__Task description__
When a line in the entries below contains the word "epsilon", copy that line.

[Recorded data]

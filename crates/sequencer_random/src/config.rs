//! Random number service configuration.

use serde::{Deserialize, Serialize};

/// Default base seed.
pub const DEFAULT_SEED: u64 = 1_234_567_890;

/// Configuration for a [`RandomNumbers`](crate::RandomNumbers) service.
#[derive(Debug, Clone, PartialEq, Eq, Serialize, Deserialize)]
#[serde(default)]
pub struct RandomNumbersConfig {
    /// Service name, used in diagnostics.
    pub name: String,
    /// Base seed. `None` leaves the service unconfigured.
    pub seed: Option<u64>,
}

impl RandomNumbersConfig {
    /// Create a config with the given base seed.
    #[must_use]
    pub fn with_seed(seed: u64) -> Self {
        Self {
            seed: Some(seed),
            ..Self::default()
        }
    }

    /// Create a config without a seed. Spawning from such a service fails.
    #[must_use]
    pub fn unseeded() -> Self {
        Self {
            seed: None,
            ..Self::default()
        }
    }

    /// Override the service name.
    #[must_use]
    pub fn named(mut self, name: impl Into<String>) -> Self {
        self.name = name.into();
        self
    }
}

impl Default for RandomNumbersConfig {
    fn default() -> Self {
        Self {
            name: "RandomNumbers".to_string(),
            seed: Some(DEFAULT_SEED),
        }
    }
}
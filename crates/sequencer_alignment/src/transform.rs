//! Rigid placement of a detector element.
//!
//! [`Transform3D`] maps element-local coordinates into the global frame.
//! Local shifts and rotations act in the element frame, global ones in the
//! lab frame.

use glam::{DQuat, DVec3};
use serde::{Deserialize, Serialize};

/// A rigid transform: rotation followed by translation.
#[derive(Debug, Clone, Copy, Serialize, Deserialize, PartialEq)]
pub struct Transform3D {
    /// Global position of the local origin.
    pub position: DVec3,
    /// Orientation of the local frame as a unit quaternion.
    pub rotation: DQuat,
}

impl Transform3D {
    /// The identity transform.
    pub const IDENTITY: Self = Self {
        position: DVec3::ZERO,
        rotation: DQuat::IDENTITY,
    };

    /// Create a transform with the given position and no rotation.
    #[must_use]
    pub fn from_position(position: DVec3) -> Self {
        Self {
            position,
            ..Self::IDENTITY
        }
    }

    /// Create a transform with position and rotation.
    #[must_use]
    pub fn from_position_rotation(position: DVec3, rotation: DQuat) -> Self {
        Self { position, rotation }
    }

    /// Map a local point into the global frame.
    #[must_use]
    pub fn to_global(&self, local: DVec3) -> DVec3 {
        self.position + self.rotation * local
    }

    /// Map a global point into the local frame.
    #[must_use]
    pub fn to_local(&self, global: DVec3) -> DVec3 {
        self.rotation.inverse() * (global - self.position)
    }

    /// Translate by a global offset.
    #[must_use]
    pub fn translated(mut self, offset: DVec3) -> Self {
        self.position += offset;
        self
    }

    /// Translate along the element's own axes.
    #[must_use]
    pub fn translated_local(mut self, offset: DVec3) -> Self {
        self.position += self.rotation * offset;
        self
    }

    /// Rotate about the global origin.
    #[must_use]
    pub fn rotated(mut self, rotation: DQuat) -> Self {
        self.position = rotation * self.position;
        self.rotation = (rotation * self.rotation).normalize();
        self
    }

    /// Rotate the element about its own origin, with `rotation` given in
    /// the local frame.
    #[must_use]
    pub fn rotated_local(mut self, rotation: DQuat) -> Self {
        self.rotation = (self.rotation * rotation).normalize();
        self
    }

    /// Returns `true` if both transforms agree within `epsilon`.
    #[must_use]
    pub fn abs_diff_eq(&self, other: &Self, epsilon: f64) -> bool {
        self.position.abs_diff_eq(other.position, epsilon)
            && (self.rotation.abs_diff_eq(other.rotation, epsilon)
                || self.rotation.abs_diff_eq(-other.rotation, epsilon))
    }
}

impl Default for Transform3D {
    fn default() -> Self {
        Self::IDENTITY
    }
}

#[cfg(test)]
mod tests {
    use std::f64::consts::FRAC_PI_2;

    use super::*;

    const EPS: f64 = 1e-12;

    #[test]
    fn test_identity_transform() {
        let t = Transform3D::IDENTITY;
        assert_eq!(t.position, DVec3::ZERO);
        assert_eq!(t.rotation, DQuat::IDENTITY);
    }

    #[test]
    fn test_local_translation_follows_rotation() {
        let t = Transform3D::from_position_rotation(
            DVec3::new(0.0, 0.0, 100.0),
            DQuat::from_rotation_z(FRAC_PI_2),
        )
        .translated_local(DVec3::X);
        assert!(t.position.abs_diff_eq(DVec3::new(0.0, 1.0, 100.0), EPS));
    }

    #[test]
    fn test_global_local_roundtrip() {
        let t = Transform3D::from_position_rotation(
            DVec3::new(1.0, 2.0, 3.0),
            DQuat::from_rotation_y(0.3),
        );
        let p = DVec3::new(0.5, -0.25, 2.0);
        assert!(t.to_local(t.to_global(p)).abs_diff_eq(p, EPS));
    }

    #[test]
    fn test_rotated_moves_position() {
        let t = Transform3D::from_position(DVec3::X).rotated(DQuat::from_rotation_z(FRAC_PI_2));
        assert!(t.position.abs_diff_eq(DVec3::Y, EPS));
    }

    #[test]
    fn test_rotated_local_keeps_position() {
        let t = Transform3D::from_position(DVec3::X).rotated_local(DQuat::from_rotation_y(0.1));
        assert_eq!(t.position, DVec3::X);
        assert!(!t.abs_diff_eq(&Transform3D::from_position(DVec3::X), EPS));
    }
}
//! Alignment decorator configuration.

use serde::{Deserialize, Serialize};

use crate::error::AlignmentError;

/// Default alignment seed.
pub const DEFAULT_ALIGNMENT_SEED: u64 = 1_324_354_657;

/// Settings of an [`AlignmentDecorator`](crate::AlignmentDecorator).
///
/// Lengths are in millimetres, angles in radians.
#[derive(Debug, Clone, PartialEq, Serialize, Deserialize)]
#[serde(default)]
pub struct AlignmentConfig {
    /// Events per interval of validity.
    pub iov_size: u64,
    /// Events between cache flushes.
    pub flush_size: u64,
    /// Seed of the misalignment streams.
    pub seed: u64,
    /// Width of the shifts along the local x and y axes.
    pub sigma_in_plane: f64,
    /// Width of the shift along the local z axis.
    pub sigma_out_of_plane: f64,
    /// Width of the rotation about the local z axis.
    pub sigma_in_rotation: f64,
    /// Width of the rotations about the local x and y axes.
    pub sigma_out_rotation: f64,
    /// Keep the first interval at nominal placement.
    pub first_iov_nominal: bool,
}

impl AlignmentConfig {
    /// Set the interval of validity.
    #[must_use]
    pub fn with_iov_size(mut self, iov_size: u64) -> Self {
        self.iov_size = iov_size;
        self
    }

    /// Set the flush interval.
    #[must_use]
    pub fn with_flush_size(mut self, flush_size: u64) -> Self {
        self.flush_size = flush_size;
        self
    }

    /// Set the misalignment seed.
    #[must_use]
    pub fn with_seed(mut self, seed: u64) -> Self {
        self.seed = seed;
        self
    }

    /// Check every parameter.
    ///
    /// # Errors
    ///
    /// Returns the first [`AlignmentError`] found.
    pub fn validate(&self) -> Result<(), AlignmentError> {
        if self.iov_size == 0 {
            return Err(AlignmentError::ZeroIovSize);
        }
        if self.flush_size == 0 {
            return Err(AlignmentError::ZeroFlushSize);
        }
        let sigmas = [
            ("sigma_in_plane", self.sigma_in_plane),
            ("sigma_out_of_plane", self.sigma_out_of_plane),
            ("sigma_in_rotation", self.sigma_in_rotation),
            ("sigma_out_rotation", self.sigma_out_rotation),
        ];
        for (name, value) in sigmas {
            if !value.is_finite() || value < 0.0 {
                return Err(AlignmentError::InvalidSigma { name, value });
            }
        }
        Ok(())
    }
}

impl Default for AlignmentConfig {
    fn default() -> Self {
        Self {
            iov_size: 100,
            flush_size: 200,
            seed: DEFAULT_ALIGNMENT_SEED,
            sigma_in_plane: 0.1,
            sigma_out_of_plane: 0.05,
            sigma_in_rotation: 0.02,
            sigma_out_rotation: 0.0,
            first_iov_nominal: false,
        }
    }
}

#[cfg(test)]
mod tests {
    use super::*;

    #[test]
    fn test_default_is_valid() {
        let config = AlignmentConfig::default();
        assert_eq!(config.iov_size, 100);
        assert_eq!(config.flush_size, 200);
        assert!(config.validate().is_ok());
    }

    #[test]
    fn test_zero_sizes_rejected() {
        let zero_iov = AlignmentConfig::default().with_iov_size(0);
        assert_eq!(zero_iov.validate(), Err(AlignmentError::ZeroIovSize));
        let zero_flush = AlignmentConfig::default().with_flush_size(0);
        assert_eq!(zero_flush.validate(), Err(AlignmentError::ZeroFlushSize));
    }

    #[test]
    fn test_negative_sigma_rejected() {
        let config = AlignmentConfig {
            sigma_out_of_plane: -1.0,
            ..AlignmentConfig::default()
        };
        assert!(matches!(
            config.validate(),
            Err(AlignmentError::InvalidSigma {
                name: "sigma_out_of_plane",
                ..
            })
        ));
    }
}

__Solution__
    /// Returns `true` if both transforms agree within `epsilon`.
    pub fn abs_diff_eq(&self, other: &Self, epsilon: f64) -> bool {
        self.position.abs_diff_eq(other.position, epsilon)
            && (self.rotation.abs_diff_eq(other.rotation, epsilon)
                || self.rotation.abs_diff_eq(-other.rotation, epsilon))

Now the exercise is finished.